若いときに小説家をめざすが挫折。結婚するものの、定職にはつかず、時に職を得ても長続きしない。競馬、競輪、パチンコなどギャンブルが趣味。妻の保険外交員としての稼ぎが家計を支えている。父親と顔を合わせれば喧嘩をし、母親にはギャンブルの資金を無心にくる。いわゆる問題児、馬鹿息子の類だが、“根はいい人”。90歳過ぎて精気の失せた母を気遣い、脳の活性につながると詩作を勧め、添削も行う。そして何とかお金を都合し、詩集出版にこぎつける。

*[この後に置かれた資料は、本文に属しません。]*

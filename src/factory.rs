//! Node factory: constructs nodes, enforces tag uniqueness, indexes
//! tags for jump resolution.

use petgraph::stable_graph::{NodeIndex, StableDiGraph};

use crate::error::BuildError;
use crate::graph::node::{EdgeKind, Node, NodeKind, Predicate, Selector, Work};
use crate::graph::{TagIndexMap, WorkflowGraph};
use crate::retry::RetryPolicy;

/// Owns the graph while it is under construction.
///
/// Nodes are created through the per-kind constructors; every tagged
/// node is registered in the tag index at creation time, and a reused
/// tag is rejected there rather than discovered later. [`finish`]
/// performs the second construction pass that binds jumps to their
/// targets and produces the immutable [`WorkflowGraph`].
///
/// [`finish`]: NodeFactory::finish
#[derive(Debug, Default)]
pub struct NodeFactory {
    graph: StableDiGraph<Node, EdgeKind>,
    tag_index: TagIndexMap,
}

impl NodeFactory {
    pub fn new() -> Self {
        NodeFactory {
            graph: StableDiGraph::new(),
            tag_index: TagIndexMap::new(),
        }
    }

    fn insert(
        &mut self,
        tag: Option<&str>,
        label: &str,
        kind: NodeKind,
    ) -> Result<NodeIndex, BuildError> {
        if let Some(tag) = tag {
            if self.tag_index.contains_key(tag) {
                return Err(BuildError::DuplicateTag(tag.to_string()));
            }
        }
        let idx = self.graph.add_node(Node {
            tag: tag.map(str::to_string),
            label: label.to_string(),
            kind,
        });
        if let Some(tag) = tag {
            self.tag_index.insert(tag.to_string(), idx);
        }
        Ok(idx)
    }

    /// Create an action node with an optional retry policy.
    pub fn action(
        &mut self,
        tag: Option<&str>,
        label: &str,
        work: Work,
        retry: Option<RetryPolicy>,
    ) -> Result<NodeIndex, BuildError> {
        self.insert(tag, label, NodeKind::Action { work, retry })
    }

    /// Create a conditional fork node.
    pub fn fork(
        &mut self,
        tag: Option<&str>,
        label: &str,
        predicate: Predicate,
    ) -> Result<NodeIndex, BuildError> {
        self.insert(tag, label, NodeKind::Fork { predicate })
    }

    /// Create a multi-way case node.
    pub fn case(
        &mut self,
        tag: Option<&str>,
        label: &str,
        selector: Selector,
    ) -> Result<NodeIndex, BuildError> {
        self.insert(tag, label, NodeKind::Case { selector })
    }

    /// Create a jump node targeting the node bound to `target`.
    pub fn jump(&mut self, tag: Option<&str>, target: &str) -> Result<NodeIndex, BuildError> {
        let label = format!("jump to {}", target);
        self.insert(
            tag,
            &label,
            NodeKind::Jump {
                target: target.to_string(),
            },
        )
    }

    /// Create a terminal exit node carrying the run's exit code.
    pub fn exit(
        &mut self,
        tag: Option<&str>,
        label: &str,
        code: i32,
    ) -> Result<NodeIndex, BuildError> {
        self.insert(tag, label, NodeKind::Exit { code })
    }

    /// Wire a typed edge between two existing nodes.
    pub fn connect(&mut self, from: NodeIndex, edge: EdgeKind, to: NodeIndex) {
        self.graph.add_edge(from, to, edge);
    }

    pub fn has_tag(&self, tag: &str) -> bool {
        self.tag_index.contains_key(tag)
    }

    pub fn node_count(&self) -> usize {
        self.graph.node_count()
    }

    /// Second construction pass: bind every jump to its target tag as a
    /// direct edge, so runtime traversal is O(1). Unresolvable targets
    /// are left unbound for validation to report.
    pub fn finish(mut self, root: NodeIndex) -> WorkflowGraph {
        let jumps: Vec<(NodeIndex, String)> = self
            .graph
            .node_indices()
            .filter_map(|idx| match &self.graph[idx].kind {
                NodeKind::Jump { target } => Some((idx, target.clone())),
                _ => None,
            })
            .collect();

        for (idx, target) in jumps {
            if let Some(&to) = self.tag_index.get(&target) {
                self.graph.add_edge(idx, to, EdgeKind::Jump);
            }
        }

        WorkflowGraph {
            graph: self.graph,
            root,
            tag_index: self.tag_index,
        }
    }
}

柴田トヨは人生を完走した人だ。詩という言葉の翼を得て、あるときは乙女時代の想い出を、ある時は夫への愛情を、ある時は母の強さを、ある時は自然と生命の賛美を、陽だまりのような優しさで綴った。その優しさがあればこそ、息子夫婦は決して母を見捨てなかったし、それが稀有な高齢詩人の誕生につながった。トヨの詩は三人の合作ともいえるだろう。彼女の詩は優しさだけではない。人生に前向きな姿勢が人生の応援歌として読者の心をゆさぶるのだ。「九十八歳でも恋はするのよ/夢だってみるの/雲にだって乗りたいわ」詩人の特質は、みずみずしい感性と豊かな想像力であり、年齢は関係ないことを証明している。
出演者の演技が自然で良い。脚本も無理がなく好印象。感動させようという過度な演出は薄い。登校拒否の少女や患者を救えなくて苦悩する若い医者の挿話も上手に取り込んでいる。残念なのは、冒頭場面だ。手振れカメラによる超顔アップとパンの連続の演出意図が不明である。